Xabber (from XMPP and Jabber) is a XMPP client for the Android Operating System. It is developed as an open source Project on GitHub and is licensed under the GNU GPL v.3 license. The original developers are from a software company called Redsolution, Inc.

Xabber supports Off-the-Record Messaging to provide encrypted communication. Until 30 January 2013 was closed source, but was then published on GitHub as a decision by the development team.

== Functionality ==
Because Xabber implements XMPP Protocols, it is compatible with any XMPP Server. Xabber offers no server infrastructure of its own, but it has a few popular services pre-configured. The developers confirmed compatibility with Ejabberd, Prosody and Openfire. The application has integration with the systemwide Android Contacts.

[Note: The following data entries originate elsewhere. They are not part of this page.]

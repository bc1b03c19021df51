//! Ed25519 commit signing
//!
//! When a private key is configured, the commit builder signs the Merkle
//! root and records the signature plus the signing key's fingerprint in the
//! commit metadata. Keys live under `.mem/keys/`:
//!
//! ```text
//! keys/private.key            raw 32-byte signing key (optional)
//! keys/public/<fp>.pub        raw 32-byte verifying keys, own + learned
//! keys/staged/<fp>.pub        keys copied from a remote on clone,
//!                             untrusted until promoted
//! ```
//!
//! A fingerprint is the first 16 hex characters of the SHA-256 of the raw
//! public key bytes.

use std::path::{Path, PathBuf};

use ed25519_dalek::{Signature, Signer, SigningKey, Verifier, VerifyingKey};
use rand::rngs::OsRng;
use rand::RngCore;
use sha2::{Digest, Sha256};

use crate::errors::{Error, Result};

/// Length of a key fingerprint in hex characters.
pub const FINGERPRINT_LEN: usize = 16;

/// Fingerprint of a raw Ed25519 public key.
pub fn fingerprint(public_key: &VerifyingKey) -> String {
    let digest = Sha256::digest(public_key.as_bytes());
    digest
        .iter()
        .map(|byte| format!("{byte:02x}"))
        .collect::<String>()
        .split_at(FINGERPRINT_LEN)
        .0
        .to_string()
}

/// On-disk Ed25519 key store.
#[derive(Debug, Clone)]
pub struct KeyStore {
    path: Box<Path>,
}

impl KeyStore {
    pub fn new(path: Box<Path>) -> Self {
        KeyStore { path }
    }

    fn private_key_path(&self) -> PathBuf {
        self.path.join("private.key")
    }

    fn public_dir(&self) -> PathBuf {
        self.path.join("public")
    }

    fn staged_dir(&self) -> PathBuf {
        self.path.join("staged")
    }

    /// Generate a fresh signing key and store both halves.
    ///
    /// # Returns
    ///
    /// The fingerprint of the new public key.
    pub fn generate(&self) -> Result<String> {
        let mut secret = [0u8; 32];
        OsRng.fill_bytes(&mut secret);
        let signing_key = SigningKey::from_bytes(&secret);

        std::fs::create_dir_all(self.public_dir())?;
        std::fs::write(self.private_key_path(), signing_key.to_bytes())?;

        let verifying_key = signing_key.verifying_key();
        let fp = fingerprint(&verifying_key);
        std::fs::write(
            self.public_dir().join(format!("{fp}.pub")),
            verifying_key.to_bytes(),
        )?;

        Ok(fp)
    }

    /// Load the private signing key, if one is configured.
    pub fn signing_key(&self) -> Result<Option<SigningKey>> {
        let path = self.private_key_path();
        if !path.exists() {
            return Ok(None);
        }
        let raw = std::fs::read(&path)?;
        let bytes: [u8; 32] = raw.as_slice().try_into().map_err(|_| {
            Error::invalid_argument(format!("malformed private key at {}", path.display()))
        })?;
        Ok(Some(SigningKey::from_bytes(&bytes)))
    }

    /// Look up a verifying key by fingerprint among the known public keys.
    pub fn verifying_key(&self, fp: &str) -> Result<Option<VerifyingKey>> {
        let path = self.public_dir().join(format!("{fp}.pub"));
        if !path.exists() {
            return Ok(None);
        }
        let raw = std::fs::read(&path)?;
        let bytes: [u8; 32] = raw.as_slice().try_into().map_err(|_| {
            Error::invalid_argument(format!("malformed public key at {}", path.display()))
        })?;
        let key = VerifyingKey::from_bytes(&bytes)
            .map_err(|_| Error::invalid_argument(format!("invalid public key {fp}")))?;
        Ok(Some(key))
    }

    /// List fingerprints of all known (non-staged) public keys.
    pub fn list_public(&self) -> Result<Vec<String>> {
        Self::list_dir(&self.public_dir())
    }

    /// List fingerprints parked in the clone staging area.
    pub fn list_staged(&self) -> Result<Vec<String>> {
        Self::list_dir(&self.staged_dir())
    }

    fn list_dir(dir: &Path) -> Result<Vec<String>> {
        let mut fingerprints = Vec::new();
        if !dir.exists() {
            return Ok(fingerprints);
        }
        for entry in std::fs::read_dir(dir)? {
            let path = entry?.path();
            if path.extension().and_then(|ext| ext.to_str()) == Some("pub")
                && let Some(stem) = path.file_stem().and_then(|stem| stem.to_str())
            {
                fingerprints.push(stem.to_string());
            }
        }
        fingerprints.sort();
        Ok(fingerprints)
    }

    /// Park a remote's published key in the staging area (clone path).
    pub fn stage_remote_key(&self, fp: &str, raw: &[u8]) -> Result<()> {
        if raw.len() != 32 {
            return Err(Error::invalid_argument(format!(
                "remote key {fp} has invalid length {}",
                raw.len()
            )));
        }
        std::fs::create_dir_all(self.staged_dir())?;
        std::fs::write(self.staged_dir().join(format!("{fp}.pub")), raw)?;
        Ok(())
    }

    /// Promote a staged key into the known public keys.
    pub fn promote_staged(&self, fp: &str) -> Result<()> {
        let staged = self.staged_dir().join(format!("{fp}.pub"));
        if !staged.exists() {
            return Err(Error::not_found(format!("staged key {fp}")));
        }
        std::fs::create_dir_all(self.public_dir())?;
        std::fs::rename(&staged, self.public_dir().join(format!("{fp}.pub")))?;
        Ok(())
    }

    /// Raw bytes of a known public key, for publication to clones.
    pub fn public_key_bytes(&self, fp: &str) -> Result<Vec<u8>> {
        let path = self.public_dir().join(format!("{fp}.pub"));
        Ok(std::fs::read(path)?)
    }
}

/// Sign a Merkle root with the given key.
///
/// # Returns
///
/// `(signature_hex, fingerprint)` of the signing key.
pub fn sign_root(signing_key: &SigningKey, merkle_root: &str) -> (String, String) {
    let signature = signing_key.sign(merkle_root.as_bytes());
    let signature_hex = signature
        .to_bytes()
        .iter()
        .map(|byte| format!("{byte:02x}"))
        .collect();
    (signature_hex, fingerprint(&signing_key.verifying_key()))
}

/// Verify a Merkle-root signature.
///
/// # Arguments
///
/// * `commit` - hex id of the commit, used only for error context
pub fn verify_root_signature(
    verifying_key: &VerifyingKey,
    merkle_root: &str,
    signature_hex: &str,
    commit: &str,
) -> Result<()> {
    let invalid = || Error::SignatureInvalid {
        commit: commit.to_string(),
    };

    if signature_hex.len() != 128 {
        return Err(invalid());
    }
    let mut raw = [0u8; 64];
    for (i, byte) in raw.iter_mut().enumerate() {
        *byte = u8::from_str_radix(&signature_hex[i * 2..i * 2 + 2], 16)
            .map_err(|_| invalid())?;
    }

    let signature = Signature::from_bytes(&raw);
    verifying_key
        .verify(merkle_root.as_bytes(), &signature)
        .map_err(|_| invalid())
}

Xabber uses Off the Record Messaging in combination TLS to provide strong Security (Perfect Forward Secrecy). Since 30 September 2013 Xabber uses Orbot as an additional Layer of Protection. Orbot is used to access the Tor Network to obfuscate the connections between sender and recipient. When used in conjunction with a privately owned XMPP Server the system is less insecure.

== Extensions ==
Xabber supports the following XMPP protocol Extensions:
- RFC-3920: Core
- RFC-3921: Instant Messaging and Presence
- XEP-0030: Service Discovery
- XEP-0054: vcard-temp
- XEP-0078: Non-SASL Authentication
- XEP-0085: Chat State Notifications
- XEP-0091: Legacy Delayed Delivery
- XEP-0115: Entity Capabilities
- XEP-0128: Service Discovery Extensions
- XEP-0138: Stream Compression
- XEP-0147: XMPP URI Scheme Query Components
- XEP-0153: vCard-Based Avatars
- XEP-0184: Message Delivery Receipts
- XEP-0199: XMPP Ping
- XEP-0203: Delayed Delivery

XEP (XMPP Extension Protocols) are standardized extensions for XMPP. The full details on the extensions can be found at xmpp.org/extensions.